◆ Assignment ◆
Beginning with the first line below, please repeat the material exactly, ending with the line that includes "impl IntoResponse for".
Listed records Block Start
use axum::http::StatusCode;
use axum::response::IntoResponse;
use axum::response::Response;
use axum::Json;
use serde::Serialize;

use crate::identity::errors::IdentityError;

pub mod login;
pub mod profile;
pub mod readiness;
pub mod refresh;
pub mod register;

/// Body returned for both unknown emails and wrong passwords.
pub const INVALID_CREDENTIALS_MESSAGE: &str = "Invalid email or password";

#[derive(Debug, Clone)]
pub struct ApiSuccess<T: Serialize + PartialEq>(StatusCode, Json<ApiResponseBody<T>>);

impl<T> PartialEq for ApiSuccess<T>
where
    T: Serialize + PartialEq,
{
    fn eq(&self, other: &Self) -> bool {
        self.0 == other.0 && self.1 .0 == other.1 .0
    }
}

impl<T: Serialize + PartialEq> ApiSuccess<T> {
    pub fn new(status: StatusCode, data: T) -> Self {
        ApiSuccess(status, Json(ApiResponseBody::new(status, data)))
    }
}

impl<T: Serialize + PartialEq> IntoResponse for ApiSuccess<T> {
    fn into_response(self) -> Response {
        (self.0, self.1).into_response()
    }
}

#[derive(Debug, Clone, PartialEq, Eq)]
pub enum ApiError {
    InternalServerError(String),
    BadRequest(String),
    Conflict(String),
    Unauthorized(String),
    ServiceUnavailable(String),
}

impl IntoResponse for ApiError {
    fn into_response(self) -> Response {
        let (status, message) = match self {
            ApiError::InternalServerError(msg) => {
                tracing::error!(error = %msg, "Internal server error");
                (
                    StatusCode::INTERNAL_SERVER_ERROR,
                    "Internal server error".to_string(),
                )
            }
            ApiError::BadRequest(msg) => (StatusCode::BAD_REQUEST, msg),
            ApiError::Conflict(msg) => (StatusCode::CONFLICT, msg),
            ApiError::Unauthorized(msg) => (StatusCode::UNAUTHORIZED, msg),
            ApiError::ServiceUnavailable(msg) => (StatusCode::SERVICE_UNAVAILABLE, msg),
        };

        (status, Json(ApiResponseBody::new_error(status, message))).into_response()
    }
}

impl From<IdentityError> for ApiError {
    fn from(err: IdentityError) -> Self {
        match err {
            // Same body for both so callers cannot tell which emails exist
            IdentityError::NotFoundByEmail(_) | IdentityError::InvalidCredentials => {
                ApiError::Unauthorized(INVALID_CREDENTIALS_MESSAGE.to_string())
            }
            IdentityError::UsernameAlreadyExists(_) | IdentityError::EmailAlreadyExists(_) => {
                ApiError::Conflict(err.to_string())
            }
            IdentityError::InvalidUsername(_)
            | IdentityError::InvalidEmail(_)
            | IdentityError::InvalidPassword(_) => ApiError::BadRequest(err.to_string()),
            IdentityError::PasswordHashing(_) | IdentityError::DatabaseError(_) => {
                ApiError::InternalServerError(err.to_string())
            }
        }
    }
}

impl From<auth::TokenError> for ApiError {
    fn from(err: auth::TokenError) -> Self {
        match err {
            auth::TokenError::InvalidToken(_) => ApiError::Unauthorized(err.to_string()),
            auth::TokenError::Configuration(_) | auth::TokenError::Issuance(_) => {
                ApiError::InternalServerError(err.to_string())
            }
        }
    }
}

#[derive(Debug, Clone, PartialEq, Eq, Serialize)]
pub struct ApiResponseBody<T: Serialize + PartialEq> {
    status_code: u16,
    data: T,
}

impl<T: Serialize + PartialEq> ApiResponseBody<T> {
    pub fn new(status_code: StatusCode, data: T) -> Self {
        Self {
            status_code: status_code.as_u16(),
            data,
        }
    }
}

impl ApiResponseBody<ApiErrorData> {
    pub fn new_error(status_code: StatusCode, message: String) -> Self {
        Self {
            status_code: status_code.as_u16(),
            data: ApiErrorData { message },
        }
    }
}

#[derive(Debug, Clone, PartialEq, Eq, Serialize)]
pub struct ApiErrorData {
    pub message: String,
}
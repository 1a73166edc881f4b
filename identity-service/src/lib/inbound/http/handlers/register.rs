use axum::extract::State;
use axum::http::StatusCode;
use axum::Json;
use chrono::DateTime;
use chrono::Utc;
use serde::Deserialize;
use serde::Serialize;
use thiserror::Error;

use super::ApiError;
use super::ApiSuccess;
use crate::domain::identity::models::EmailAddress;
use crate::domain::identity::models::Identity;
use crate::domain::identity::models::Password;
use crate::domain::identity::models::RegisterCommand;
use crate::domain::identity::models::Username;
use crate::domain::identity::ports::IdentityServicePort;
use crate::identity::errors::EmailError;
use crate::identity::errors::PasswordError;
use crate::identity::errors::UsernameError;
use crate::inbound::http::router::AppState;

pub async fn register<IS: IdentityServicePort>(
    State(state): State<AppState<IS>>,
    Json(body): Json<RegisterRequest>,
) -> Result<ApiSuccess<RegisterResponseData>, ApiError> {
    state
        .identity_service
        .register(body.try_into_command()?)
        .await
        .map_err(ApiError::from)
        .map(|ref identity| ApiSuccess::new(StatusCode::CREATED, identity.into()))
}

/// HTTP request body for registration (raw JSON)
///
/// Missing fields deserialize to empty strings so they are reported as a
/// validation failure rather than a body rejection.
#[derive(Clone, Deserialize)]
pub struct RegisterRequest {
    #[serde(default)]
    username: String,
    #[serde(default)]
    email: String,
    #[serde(default)]
    password: String,
}

#[derive(Debug, Clone, Error)]
enum ParseRegisterRequestError {
    #[error("Missing required fields")]
    MissingFields,

    #[error("Invalid username: {0}")]
    Username(#[from] UsernameError),

    #[error("Invalid email: {0}")]
    Email(#[from] EmailError),

    #[error("Invalid password: {0}")]
    Password(#[from] PasswordError),
}

impl RegisterRequest {
    fn try_into_command(self) -> Result<RegisterCommand, ParseRegisterRequestError> {
        if self.username.is_empty() || self.email.is_empty() || self.password.is_empty() {
            return Err(ParseRegisterRequestError::MissingFields);
        }

        let username = Username::new(self.username)?;
        let email = EmailAddress::new(self.email)?;
        let password = Password::new(self.password)?;
        Ok(RegisterCommand::new(username, email, password))
    }
}

impl From<ParseRegisterRequestError> for ApiError {
    fn from(err: ParseRegisterRequestError) -> Self {
        ApiError::BadRequest(err.to_string())
    }
}

#[derive(Debug, Clone, PartialEq, Eq, Serialize)]
pub struct RegisterResponseData {
    pub message: String,
    pub user: UserData,
}

#[derive(Debug, Clone, PartialEq, Eq, Serialize)]
pub struct UserData {
    pub id: String,
    pub username: String,
    pub email: String,
    pub created_at: DateTime<Utc>,
}

impl From<&Identity> for UserData {
    fn from(identity: &Identity) -> Self {
        Self {
            id: identity.id.to_string(),
            username: identity.username.as_str().to_string(),
            email: identity.email.as_str().to_string(),
            created_at: identity.created_at,
        }
    }
}

impl From<&Identity> for RegisterResponseData {
    fn from(identity: &Identity) -> Self {
        Self {
            message: "User registered successfully".to_string(),
            user: identity.into(),
        }
    }
}
//! Graph expansion (§4.6): the breadth-first pre-run pass that turns the
//! parser's raw dependency graph into one ready for the scheduler — probing
//! mtimes, applying `.USE`/`.USEBEFORE` templates, discovering suffix-rule
//! dependencies, converting `.WAIT` markers into order edges, and finally
//! hanging everything off a synthetic `.MAIN` parent.

pub mod archive;

use std::collections::{HashSet, VecDeque};
use std::fs;

use core_model::{Graph, Handle, Kind, StateBits};
use core_vars::{NodeId, VarEngine};

fn node_id(h: Handle) -> NodeId {
    NodeId::from(h.as_u32())
}

/// Known suffixes (§4.6a) plus whatever `.DEFAULT` node the parser recorded.
/// The two-suffix rule nodes themselves (`.c.o`, ...) already live in the
/// graph as ordinary nodes — this struct only tracks the declaration order
/// needed to pick among them.
#[derive(Debug, Clone, Default)]
pub struct SuffixRules {
    pub suffixes: Vec<String>,
    pub default_node: Option<Handle>,
}

/// Run the full §4.6 expansion pass over `roots` (the targets this invocation
/// was asked to build) and return the synthetic `.MAIN` handle every root now
/// hangs off of.
pub fn expand(
    graph: &mut Graph,
    vars: &mut VarEngine,
    paths: &core_model::SearchPaths,
    rules: &SuffixRules,
    roots: &[Handle],
) -> Handle {
    let mut queue: VecDeque<Handle> = roots.iter().copied().collect();
    let mut visited: HashSet<Handle> = HashSet::new();

    while let Some(n) = queue.pop_front() {
        if visited.contains(&n) {
            continue;
        }
        visited.insert(n);
        graph.node_mut(n).state |= StateBits::REMAKE;

        if graph.node(n).kind.contains(Kind::DOUBLEDEP) {
            for c in graph.node(n).cohorts.clone() {
                queue.push_back(c);
            }
        }

        if let Some((arch, member)) = archive::parse_archive_member(&graph.node(n).name) {
            vars.set_local(node_id(n), ".ARCHIVE", &arch);
            vars.set_local(node_id(n), ".MEMBER", &member);
            graph.node_mut(n).kind |= Kind::ARCHV;
        }

        probe_mtime(graph, vars, n);
        apply_use_templates(graph, vars, n);

        if !graph.node(n).kind.contains(Kind::MADE_ATTR) {
            discover_suffix_rule(graph, paths, rules, n);
        }

        for c in graph.node(n).children.clone() {
            let ck = graph.node(c).kind;
            if !visited.contains(&c) && !ck.contains(Kind::USE) && !ck.contains(Kind::USEBEFORE) {
                queue.push_back(c);
            }
        }
    }

    convert_wait_markers(graph, &visited);
    insert_synthetic_main(graph, roots)
}

fn probe_mtime(graph: &mut Graph, vars: &mut VarEngine, n: Handle) {
    let name = graph.node(n).name.clone();
    vars.set_local(node_id(n), ".TARGET", &name);
    let mtime = fs::metadata(&name).and_then(|m| m.modified()).ok();
    graph.node_mut(n).mtime = mtime;
}

/// §4.6 item 5. Templates are consumed into `n`'s own commands/children and
/// the `n -> template` edge removed; a template may still be reused by any
/// other node that references it, since nothing here mutates the template
/// itself beyond reading it. A local `seen` set guards only against `n`
/// listing the same template twice (e.g. a duplicate dependency-line entry).
fn apply_use_templates(graph: &mut Graph, vars: &VarEngine, n: Handle) {
    let children = graph.node(n).children.clone();
    let mut seen = HashSet::new();

    for u in children {
        let kind = graph.node(u).kind;
        let is_use = kind.contains(Kind::USE);
        let is_usebefore = kind.contains(Kind::USEBEFORE);
        if !is_use && !is_usebefore {
            continue;
        }
        if !seen.insert(u) {
            continue;
        }

        let template_commands = graph.node(u).commands.clone();
        if is_usebefore {
            let mut combined = template_commands.clone();
            combined.extend(graph.node(n).commands.clone());
            graph.node_mut(n).commands = combined;
        } else if graph.node(n).commands.is_empty() {
            graph.node_mut(n).commands.extend(template_commands.clone());
        }

        let template_children: Vec<String> = graph
            .node(u)
            .children
            .iter()
            .map(|c| graph.node(*c).name.clone())
            .collect();
        for raw_name in template_children {
            let expanded = vars.subst(&raw_name, Some(node_id(n)));
            let child = graph.get(&expanded);
            graph.add_edge(n, child);
        }

        let propagated = graph.node(u).kind.propagated() - Kind::USE - Kind::USEBEFORE - Kind::TRANSFORM;
        graph.node_mut(n).kind |= propagated;

        graph.remove_child(n, u);
        graph.recompute_unmade(n);
    }
}

/// §4.6a. Runs once per node (guarded by `Kind::DEPS_FOUND`).
fn discover_suffix_rule(graph: &mut Graph, paths: &core_model::SearchPaths, rules: &SuffixRules, n: Handle) {
    if graph.node(n).kind.contains(Kind::DEPS_FOUND) {
        return;
    }
    graph.node_mut(n).kind |= Kind::DEPS_FOUND;

    if !graph.node(n).commands.is_empty() {
        return;
    }
    let name = graph.node(n).name.clone();

    if let Some(to) = rules.suffixes.iter().find(|s| name.ends_with(s.as_str())).cloned() {
        let stem = &name[..name.len() - to.len()];
        for from in &rules.suffixes {
            if *from == to {
                continue;
            }
            let rule_name = format!("{from}{to}");
            let Some(rule) = graph.find(&rule_name) else {
                continue;
            };
            let prereq_name = format!("{stem}{from}");
            if paths.resolve(&prereq_name).is_some() {
                let prereq = graph.get(&prereq_name);
                graph.node_mut(prereq).implicit_parents.push(n);
                graph.add_edge(n, prereq);
                let rule_commands = graph.node(rule).commands.clone();
                graph.node_mut(n).commands = rule_commands;
                graph.recompute_unmade(n);
                return;
            }
        }
    }

    if graph.node(n).commands.is_empty() && graph.node(n).children.is_empty() {
        if let Some(default) = rules.default_node {
            let commands = graph.node(default).commands.clone();
            graph.node_mut(n).commands = commands;
        }
    }
}

/// Second pass of §4.6: each `.WAIT` child gets an order edge from every
/// preceding non-`.WAIT` sibling since the previous `.WAIT` in the same
/// parent's child list.
fn convert_wait_markers(graph: &mut Graph, visited: &HashSet<Handle>) {
    for &n in visited {
        let children = graph.node(n).children.clone();
        let mut pending = Vec::new();
        for c in children {
            if graph.node(c).kind.contains(Kind::WAIT) {
                for p in &pending {
                    graph.add_order_edge(*p, c);
                }
                pending.clear();
            } else {
                pending.push(c);
            }
        }
    }
}

fn insert_synthetic_main(graph: &mut Graph, roots: &[Handle]) -> Handle {
    let main = graph.new_internal(".MAIN");
    graph.node_mut(main).kind |= Kind::SPECIAL | Kind::NOTMAIN;
    graph.node_mut(main).state |= StateBits::REMAKE;
    for r in roots {
        graph.add_edge(main, *r);
    }
    graph.recompute_unmade(main);
    main
}

#[cfg(test)]
mod tests {
    use super::*;
    use core_model::SearchPaths;

    #[test]
    fn use_template_commands_and_children_are_copied_and_edge_removed() {
        let mut g = Graph::new();
        let mut vars = VarEngine::default();
        let template = g.get("template");
        g.node_mut(template).kind |= Kind::USE;
        g.node_mut(template).commands.push("echo used".to_string());
        let tchild = g.get("tchild");
        g.add_edge(template, tchild);

        let foo = g.get("foo");
        g.add_edge(foo, template);
        g.recompute_unmade(foo);

        let rules = SuffixRules::default();
        let paths = SearchPaths::new();
        expand(&mut g, &mut vars, &paths, &rules, &[foo]);

        assert_eq!(g.node(foo).commands, vec!["echo used".to_string()]);
        assert!(!g.node(foo).children.contains(&template));
        assert!(g.node(foo).children.contains(&tchild));
    }

    #[test]
    fn usebefore_prepends_even_when_target_has_commands() {
        let mut g = Graph::new();
        let mut vars = VarEngine::default();
        let foo = g.get("foo");
        g.node_mut(foo).commands.push("own cmd".to_string());
        let template = g.get("template");
        g.node_mut(template).kind |= Kind::USEBEFORE;
        g.node_mut(template).commands.push("before cmd".to_string());
        g.add_edge(foo, template);

        let rules = SuffixRules::default();
        let paths = SearchPaths::new();
        expand(&mut g, &mut vars, &paths, &rules, &[foo]);

        assert_eq!(
            g.node(foo).commands,
            vec!["before cmd".to_string(), "own cmd".to_string()]
        );
    }

    #[test]
    fn wait_markers_become_order_edges_from_preceding_siblings() {
        let mut g = Graph::new();
        let mut vars = VarEngine::default();
        let all = g.get("all");
        let a = g.get("a");
        let wait = g.new_internal(".WAIT");
        g.node_mut(wait).kind |= Kind::WAIT | Kind::PHONY;
        let b = g.get("b");
        g.add_edge(all, a);
        g.add_edge(all, wait);
        g.add_edge(all, b);

        let rules = SuffixRules::default();
        let paths = SearchPaths::new();
        expand(&mut g, &mut vars, &paths, &rules, &[all]);

        assert_eq!(g.node(a).order_succ, vec![wait]);
        assert!(g.node(b).order_succ.is_empty());
    }

    #[test]
    fn synthetic_main_hangs_every_root_off_one_parent() {
        let mut g = Graph::new();
        let mut vars = VarEngine::default();
        let a = g.get("a");
        let b = g.get("b");
        let rules = SuffixRules::default();
        let paths = SearchPaths::new();
        let main = expand(&mut g, &mut vars, &paths, &rules, &[a, b]);

        assert_eq!(g.node(main).children, vec![a, b]);
        assert!(g.node(main).kind.contains(Kind::SPECIAL));
    }

    #[test]
    fn suffix_rule_fills_in_commands_and_implicit_parent() {
        let dir = tempfile::tempdir().unwrap();
        let stem = dir.path().join("foo").display().to_string();
        std::fs::write(format!("{stem}.c"), "int main(){}").unwrap();

        let mut g = Graph::new();
        let mut vars = VarEngine::default();
        let rule = g.get(".c.o");
        g.node_mut(rule).commands.push("cc -c $(.TARGET)".to_string());

        let target = g.get(&format!("{stem}.o"));
        let rules = SuffixRules {
            suffixes: vec![".o".to_string(), ".c".to_string()],
            default_node: None,
        };
        let paths = SearchPaths::new();
        expand(&mut g, &mut vars, &paths, &rules, &[target]);

        assert_eq!(g.node(target).commands, vec!["cc -c $(.TARGET)".to_string()]);
        let prereq = g.find(&format!("{stem}.c")).unwrap();
        assert!(g.node(target).children.contains(&prereq));
        assert!(g.node(prereq).implicit_parents.contains(&target));
    }

    #[test]
    fn empty_suffixes_list_never_matches() {
        let mut g = Graph::new();
        let mut vars = VarEngine::default();
        let target = g.get("foo.o");
        let rules = SuffixRules::default();
        let paths = SearchPaths::new();
        expand(&mut g, &mut vars, &paths, &rules, &[target]);
        assert!(g.node(target).commands.is_empty());
    }
}
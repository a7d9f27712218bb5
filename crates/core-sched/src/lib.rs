//! The scheduler (§4.8): a single FIFO `toBeMade` queue driven by a
//! dispatch loop, completion propagation up through parents and cohort
//! groups, and the `.WAIT`/`.ORDER` ordering constraints layered on top of
//! plain child counting.
//!
//! Scheduling is single-threaded and cooperative (§5): this type owns the
//! graph and variable engine outright for the duration of a run. The only
//! blocking call anywhere in here is [`core_exec::JobRunner::recv`], reached
//! from [`Scheduler::run`]'s main loop between dispatch rounds.

use std::collections::{HashMap, HashSet, VecDeque};
use std::time::SystemTime;

use core_diag::{Diagnostic, Diagnostics, TargetOutcome};
use core_exec::{is_oodate, Job, JobResult, JobRunner};
use core_model::{Graph, Handle, Kind, MadeStatus, StateBits};
use core_vars::{NodeId, VarEngine};
use tracing::{debug, trace, warn};

fn node_id(h: Handle) -> NodeId {
    NodeId::from(h.as_u32())
}

#[derive(Debug, thiserror::Error)]
pub enum SchedError {
    #[error("no shell available to run `{target}`")]
    NoShell { target: String },
}

/// The handful of CLI-observed flags that change how the scheduler dispatches
/// (§6): everything else about a run is already baked into the graph.
#[derive(Debug, Clone)]
pub struct SchedulerConfig {
    pub keep_going: bool,
    pub query_only: bool,
    pub silent: bool,
    pub ignore_errors: bool,
    pub touch_only: bool,
    pub no_execute: bool,
    pub delete_on_error: bool,
    pub shell: String,
}

impl Default for SchedulerConfig {
    fn default() -> Self {
        SchedulerConfig {
            keep_going: false,
            query_only: false,
            silent: false,
            ignore_errors: false,
            touch_only: false,
            no_execute: false,
            delete_on_error: false,
            shell: "/bin/sh".to_string(),
        }
    }
}

#[derive(Debug, Default, Clone, Copy)]
pub struct RunSummary {
    pub jobs_run: usize,
    pub job_failures: usize,
    /// Only meaningful under [`SchedulerConfig::query_only`]: whether the
    /// scheduler found a node it would have dispatched.
    pub would_build: bool,
}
Listed records Block End
◆ Task output ◆
use axum::http::StatusCode;
use axum::response::IntoResponse;
use axum::response::Response;
use axum::Json;
use serde::Serialize;

use crate::identity::errors::IdentityError;

pub mod login;
pub mod profile;
pub mod readiness;
pub mod refresh;
pub mod register;

/// Body returned for both unknown emails and wrong passwords.
pub const INVALID_CREDENTIALS_MESSAGE: &str = "Invalid email or password";

#[derive(Debug, Clone)]
pub struct ApiSuccess<T: Serialize + PartialEq>(StatusCode, Json<ApiResponseBody<T>>);

impl<T> PartialEq for ApiSuccess<T>
where
    T: Serialize + PartialEq,
{
    fn eq(&self, other: &Self) -> bool {
        self.0 == other.0 && self.1 .0 == other.1 .0
    }
}

impl<T: Serialize + PartialEq> ApiSuccess<T> {
    pub fn new(status: StatusCode, data: T) -> Self {
        ApiSuccess(status, Json(ApiResponseBody::new(status, data)))
    }
}

impl<T: Serialize + PartialEq> IntoResponse for ApiSuccess<T> {
    fn into_response(self) -> Response {
        (self.0, self.1).into_response()
    }
}

#[derive(Debug, Clone, PartialEq, Eq)]
pub enum ApiError {
    InternalServerError(String),
    BadRequest(String),
    Conflict(String),
    Unauthorized(String),
    ServiceUnavailable(String),
}

impl IntoResponse for ApiError {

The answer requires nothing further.